:: WORK INSTRUCTION ::
Output the data word for word. Begin at its first line and end at the line with "served before it".

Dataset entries
//! Permission cache configuration.

use std::env;

/// Permission cache configuration loaded from environment variables.
///
/// # Environment Variables
///
/// - `PERMISSION_CACHE_TTL_SECONDS`: how long a role's permission list is
///   served before it is fetched again (default: `300`)
#[derive(Clone, Debug, PartialEq, Eq)]
pub struct CacheConfig {
    pub ttl_seconds: u64,
}

impl CacheConfig {
    pub fn from_env() -> Self {
        Self {
            ttl_seconds: env::var("PERMISSION_CACHE_TTL_SECONDS")
                .ok()
                .and_then(|v| v.trim().parse().ok())
                .unwrap_or(300),
        }
    }

    pub fn ttl(&self) -> chrono::Duration {
        chrono::Duration::seconds(self.ttl_seconds.min(i64::MAX as u64) as i64)
    }
}

impl Default for CacheConfig {
    fn default() -> Self {
        Self { ttl_seconds: 300 }
    }
}
use std::sync::Arc;

use newsdesk_cache::{CacheConfig, PermissionCache};
use newsdesk_config::{CorsConfig, JwtConfig, RateLimitConfig, SecurityConfig};
use newsdesk_core::{Clock, SystemClock};
use newsdesk_db::{PgPool, PgStore, RoleStore, UserStore};
use newsdesk_guard::{RateLimiter, SuspiciousActivityTracker};

use crate::gate::AuthGate;

/// Every configuration section, loaded once at startup.
#[derive(Clone, Debug, Default)]
pub struct AppConfig {
    pub jwt: JwtConfig,
    pub cors: CorsConfig,
    pub rate_limit: RateLimitConfig,
    pub security: SecurityConfig,
    pub cache: CacheConfig,
}

impl AppConfig {
    pub fn from_env() -> Self {
        Self {
            jwt: JwtConfig::from_env(),
            cors: CorsConfig::from_env(),
            rate_limit: RateLimitConfig::from_env(),
            security: SecurityConfig::from_env(),
            cache: CacheConfig::from_env(),
        }
    }
}

#[derive(Clone)]
pub struct AppState {
    pub config: Arc<AppConfig>,
    pub clock: Arc<dyn Clock>,
    pub users: Arc<dyn UserStore>,
    pub roles: Arc<dyn RoleStore>,
    pub permissions: Arc<PermissionCache>,
    pub api_limiter: Arc<RateLimiter>,
    pub auth_limiter: Arc<RateLimiter>,
    pub suspicious: Arc<SuspiciousActivityTracker>,
    pub gate: Arc<AuthGate>,
}

impl std::fmt::Debug for AppState {
    fn fmt(&self, f: &mut std::fmt::Formatter<'_>) -> std::fmt::Result {
        f.debug_struct("AppState")
            .field("config", &self.config)
            .field("gate", &self.gate)
            .finish_non_exhaustive()
    }
}

impl AppState {
    /// Wires the caches, limiters and gate around the given stores.
    pub fn new(
        config: AppConfig,
        users: Arc<dyn UserStore>,
        roles: Arc<dyn RoleStore>,
        clock: Arc<dyn Clock>,
    ) -> Self {
        let permissions = Arc::new(PermissionCache::new(
            Arc::clone(&roles),
            Arc::clone(&clock),
            &config.cache,
        ));
        let api_limiter = Arc::new(RateLimiter::new(
            "api",
            config.rate_limit.api,
            config.rate_limit.cleanup_probability,
            Arc::clone(&clock),
        ));
        let auth_limiter = Arc::new(RateLimiter::new(
            "auth",
            config.rate_limit.auth,
            config.rate_limit.cleanup_probability,
            Arc::clone(&clock),
        ));
        let suspicious = Arc::new(SuspiciousActivityTracker::from_config(
            &config.security,
            Arc::clone(&clock),
        ));
        let gate = Arc::new(AuthGate::new(
            config.jwt.clone(),
            config.security.clone(),
            Arc::clone(&clock),
            Arc::clone(&users),
            Arc::clone(&permissions),
            Arc::clone(&api_limiter),
        ));

        Self {
            config: Arc::new(config),
            clock,
            users,
            roles,
            permissions,
            api_limiter,
            auth_limiter,
            suspicious,
            gate,
        }
    }

    pub fn jwt_config(&self) -> &JwtConfig {
        &self.config.jwt
    }

    pub fn security_config(&self) -> &SecurityConfig {
        &self.config.security
    }
}

/// Builds the production state on top of a Postgres pool.
pub fn init_app_state(pool: PgPool) -> AppState {
    let store = Arc::new(PgStore::new(pool));
    AppState::new(
        AppConfig::from_env(),
        store.clone(),
        store,
        Arc::new(SystemClock),
    )
}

:: WRITTEN SOLUTION ::
//! Permission cache configuration.

use std::env;

/// Permission cache configuration loaded from environment variables.
///
/// # Environment Variables
///
/// - `PERMISSION_CACHE_TTL_SECONDS`: how long a role's permission list is
///   served before it is fetched again (default: `300`)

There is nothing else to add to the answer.